- **MATERIAL SHOWN**:
——————
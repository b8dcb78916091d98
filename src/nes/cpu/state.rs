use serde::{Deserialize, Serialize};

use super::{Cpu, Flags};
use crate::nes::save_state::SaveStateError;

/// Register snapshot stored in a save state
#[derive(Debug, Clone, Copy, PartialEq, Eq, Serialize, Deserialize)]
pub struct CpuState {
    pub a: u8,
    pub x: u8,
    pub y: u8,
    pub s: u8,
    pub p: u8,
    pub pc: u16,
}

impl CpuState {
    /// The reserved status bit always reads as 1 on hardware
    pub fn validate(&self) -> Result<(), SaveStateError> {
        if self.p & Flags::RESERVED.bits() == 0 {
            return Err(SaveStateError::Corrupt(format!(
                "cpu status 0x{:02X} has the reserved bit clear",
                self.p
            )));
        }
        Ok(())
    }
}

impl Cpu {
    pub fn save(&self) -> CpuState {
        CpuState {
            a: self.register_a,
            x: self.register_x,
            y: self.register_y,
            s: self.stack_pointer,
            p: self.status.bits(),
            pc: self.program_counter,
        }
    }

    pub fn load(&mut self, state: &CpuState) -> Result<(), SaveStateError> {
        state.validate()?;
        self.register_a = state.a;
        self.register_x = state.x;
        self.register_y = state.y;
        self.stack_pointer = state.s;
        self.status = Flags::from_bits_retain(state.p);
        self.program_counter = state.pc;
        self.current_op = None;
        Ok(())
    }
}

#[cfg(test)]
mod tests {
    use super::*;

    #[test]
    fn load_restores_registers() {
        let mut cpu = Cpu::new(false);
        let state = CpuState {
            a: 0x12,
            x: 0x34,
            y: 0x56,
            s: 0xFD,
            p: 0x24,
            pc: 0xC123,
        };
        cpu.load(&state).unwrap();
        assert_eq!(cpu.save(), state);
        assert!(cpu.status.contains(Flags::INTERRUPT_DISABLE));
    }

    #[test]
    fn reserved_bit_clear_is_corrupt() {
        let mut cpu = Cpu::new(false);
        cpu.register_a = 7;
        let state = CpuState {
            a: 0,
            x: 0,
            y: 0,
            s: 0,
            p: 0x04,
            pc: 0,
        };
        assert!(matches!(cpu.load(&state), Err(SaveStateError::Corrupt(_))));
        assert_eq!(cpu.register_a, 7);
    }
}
——————
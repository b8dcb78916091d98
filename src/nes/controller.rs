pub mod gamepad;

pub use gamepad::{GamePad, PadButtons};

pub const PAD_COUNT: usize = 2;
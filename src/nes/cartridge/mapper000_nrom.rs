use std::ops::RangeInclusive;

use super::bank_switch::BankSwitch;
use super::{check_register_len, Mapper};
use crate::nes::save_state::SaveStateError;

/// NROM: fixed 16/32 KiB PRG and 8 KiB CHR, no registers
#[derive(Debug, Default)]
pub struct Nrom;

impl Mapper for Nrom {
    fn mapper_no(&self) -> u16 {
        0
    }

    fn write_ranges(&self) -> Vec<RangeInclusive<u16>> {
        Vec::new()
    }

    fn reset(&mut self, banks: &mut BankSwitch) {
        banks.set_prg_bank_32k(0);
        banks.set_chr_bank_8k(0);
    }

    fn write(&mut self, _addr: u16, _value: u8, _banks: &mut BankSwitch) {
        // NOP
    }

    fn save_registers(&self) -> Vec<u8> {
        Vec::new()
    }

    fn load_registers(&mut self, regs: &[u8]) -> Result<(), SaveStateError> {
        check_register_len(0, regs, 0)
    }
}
——————
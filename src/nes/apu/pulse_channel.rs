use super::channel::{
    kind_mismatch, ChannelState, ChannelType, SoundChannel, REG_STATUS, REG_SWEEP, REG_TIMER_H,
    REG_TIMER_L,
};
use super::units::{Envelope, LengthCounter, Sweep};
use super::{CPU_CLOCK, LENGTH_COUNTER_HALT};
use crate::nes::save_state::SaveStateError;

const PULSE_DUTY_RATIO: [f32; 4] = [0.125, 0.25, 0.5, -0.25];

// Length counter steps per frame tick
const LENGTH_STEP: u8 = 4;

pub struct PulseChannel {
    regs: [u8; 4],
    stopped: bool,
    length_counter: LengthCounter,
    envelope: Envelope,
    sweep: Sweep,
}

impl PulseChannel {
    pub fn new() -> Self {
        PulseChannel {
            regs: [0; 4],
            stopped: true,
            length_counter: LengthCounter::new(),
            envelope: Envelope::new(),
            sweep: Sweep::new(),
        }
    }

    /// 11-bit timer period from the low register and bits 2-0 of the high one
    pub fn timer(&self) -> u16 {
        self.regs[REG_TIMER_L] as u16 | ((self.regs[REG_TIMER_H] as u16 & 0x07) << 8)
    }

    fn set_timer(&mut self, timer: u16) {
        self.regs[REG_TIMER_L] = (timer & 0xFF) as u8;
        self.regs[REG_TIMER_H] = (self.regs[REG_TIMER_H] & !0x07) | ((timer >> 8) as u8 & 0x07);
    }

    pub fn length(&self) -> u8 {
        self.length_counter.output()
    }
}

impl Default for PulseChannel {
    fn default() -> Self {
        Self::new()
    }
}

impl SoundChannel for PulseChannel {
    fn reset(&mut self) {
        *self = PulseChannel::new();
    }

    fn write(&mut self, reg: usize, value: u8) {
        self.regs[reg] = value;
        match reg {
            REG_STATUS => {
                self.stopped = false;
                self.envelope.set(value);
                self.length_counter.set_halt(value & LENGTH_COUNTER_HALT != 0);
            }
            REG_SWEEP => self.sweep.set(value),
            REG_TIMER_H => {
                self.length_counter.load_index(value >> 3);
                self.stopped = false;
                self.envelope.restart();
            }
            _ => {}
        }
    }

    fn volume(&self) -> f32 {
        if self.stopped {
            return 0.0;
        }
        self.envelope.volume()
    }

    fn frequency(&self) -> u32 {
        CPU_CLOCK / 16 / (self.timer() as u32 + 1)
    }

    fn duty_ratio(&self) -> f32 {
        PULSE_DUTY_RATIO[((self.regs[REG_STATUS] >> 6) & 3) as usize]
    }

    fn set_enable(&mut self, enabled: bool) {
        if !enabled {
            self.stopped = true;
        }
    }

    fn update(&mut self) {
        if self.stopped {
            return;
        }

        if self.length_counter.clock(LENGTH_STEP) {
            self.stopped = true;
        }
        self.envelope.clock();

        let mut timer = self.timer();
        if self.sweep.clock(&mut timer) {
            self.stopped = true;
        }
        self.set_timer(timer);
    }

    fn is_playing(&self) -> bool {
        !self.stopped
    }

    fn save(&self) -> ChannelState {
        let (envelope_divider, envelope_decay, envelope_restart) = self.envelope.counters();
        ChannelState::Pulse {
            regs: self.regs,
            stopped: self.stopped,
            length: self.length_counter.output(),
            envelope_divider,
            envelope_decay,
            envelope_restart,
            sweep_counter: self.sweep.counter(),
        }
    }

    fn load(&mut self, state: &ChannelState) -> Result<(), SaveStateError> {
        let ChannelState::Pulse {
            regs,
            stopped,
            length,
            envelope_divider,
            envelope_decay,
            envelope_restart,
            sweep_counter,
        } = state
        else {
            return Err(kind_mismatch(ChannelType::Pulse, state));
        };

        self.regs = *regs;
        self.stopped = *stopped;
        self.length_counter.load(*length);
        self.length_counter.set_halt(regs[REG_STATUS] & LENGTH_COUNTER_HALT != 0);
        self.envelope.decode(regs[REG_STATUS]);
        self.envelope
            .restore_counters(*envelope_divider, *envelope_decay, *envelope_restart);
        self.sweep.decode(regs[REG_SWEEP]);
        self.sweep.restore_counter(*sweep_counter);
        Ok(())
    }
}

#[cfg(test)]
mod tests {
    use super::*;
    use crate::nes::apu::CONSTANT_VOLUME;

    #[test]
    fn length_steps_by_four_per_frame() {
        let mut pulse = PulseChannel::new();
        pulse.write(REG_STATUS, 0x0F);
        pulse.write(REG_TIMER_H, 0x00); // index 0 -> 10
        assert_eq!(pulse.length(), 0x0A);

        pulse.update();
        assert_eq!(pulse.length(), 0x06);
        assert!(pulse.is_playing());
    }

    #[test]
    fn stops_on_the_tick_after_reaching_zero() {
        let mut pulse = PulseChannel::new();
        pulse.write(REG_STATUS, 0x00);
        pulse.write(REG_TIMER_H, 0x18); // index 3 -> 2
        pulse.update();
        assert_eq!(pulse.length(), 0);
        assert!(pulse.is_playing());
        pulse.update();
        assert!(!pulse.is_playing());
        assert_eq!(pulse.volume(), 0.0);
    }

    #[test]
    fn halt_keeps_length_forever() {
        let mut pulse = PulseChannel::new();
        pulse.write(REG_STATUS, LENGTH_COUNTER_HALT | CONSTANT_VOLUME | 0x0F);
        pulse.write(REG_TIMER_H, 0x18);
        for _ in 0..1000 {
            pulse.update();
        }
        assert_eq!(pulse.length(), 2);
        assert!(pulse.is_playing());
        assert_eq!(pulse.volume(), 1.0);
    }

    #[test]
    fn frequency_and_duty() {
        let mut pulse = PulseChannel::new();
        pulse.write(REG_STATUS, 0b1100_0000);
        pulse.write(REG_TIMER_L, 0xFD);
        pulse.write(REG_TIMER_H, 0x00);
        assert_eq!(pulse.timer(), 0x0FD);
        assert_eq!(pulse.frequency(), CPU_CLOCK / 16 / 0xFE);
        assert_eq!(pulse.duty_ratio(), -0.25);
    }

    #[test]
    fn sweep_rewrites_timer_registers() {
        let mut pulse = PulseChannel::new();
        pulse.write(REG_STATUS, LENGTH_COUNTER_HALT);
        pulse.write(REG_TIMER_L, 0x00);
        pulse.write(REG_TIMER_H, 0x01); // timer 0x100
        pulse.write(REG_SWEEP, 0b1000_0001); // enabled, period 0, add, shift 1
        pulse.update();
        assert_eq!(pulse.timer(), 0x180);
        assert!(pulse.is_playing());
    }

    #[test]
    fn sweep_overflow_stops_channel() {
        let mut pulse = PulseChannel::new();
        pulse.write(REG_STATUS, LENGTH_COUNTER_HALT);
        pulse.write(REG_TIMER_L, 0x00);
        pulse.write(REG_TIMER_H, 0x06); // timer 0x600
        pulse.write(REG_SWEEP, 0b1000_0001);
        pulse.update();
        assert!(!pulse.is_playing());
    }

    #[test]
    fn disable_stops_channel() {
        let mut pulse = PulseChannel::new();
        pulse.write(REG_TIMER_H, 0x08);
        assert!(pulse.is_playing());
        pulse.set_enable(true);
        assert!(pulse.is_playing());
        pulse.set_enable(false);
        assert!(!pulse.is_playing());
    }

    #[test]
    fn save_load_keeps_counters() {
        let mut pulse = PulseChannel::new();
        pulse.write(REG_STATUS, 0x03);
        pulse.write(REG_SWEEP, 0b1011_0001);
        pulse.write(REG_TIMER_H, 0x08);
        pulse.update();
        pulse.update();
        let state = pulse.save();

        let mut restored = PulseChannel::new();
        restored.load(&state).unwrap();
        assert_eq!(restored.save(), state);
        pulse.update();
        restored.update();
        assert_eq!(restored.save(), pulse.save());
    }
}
——————
If a line in the material above contains the word "SaveStateError", copy it.

use crate::nes::save_state::SaveStateError;
    pub fn validate(&self) -> Result<(), SaveStateError> {
            return Err(SaveStateError::Corrupt(format!(
    pub fn load(&mut self, state: &CpuState) -> Result<(), SaveStateError> {
        assert!(matches!(cpu.load(&state), Err(SaveStateError::Corrupt(_))));
use crate::nes::save_state::SaveStateError;
    fn load_registers(&mut self, regs: &[u8]) -> Result<(), SaveStateError> {
use crate::nes::save_state::SaveStateError;
    fn load(&mut self, state: &ChannelState) -> Result<(), SaveStateError> {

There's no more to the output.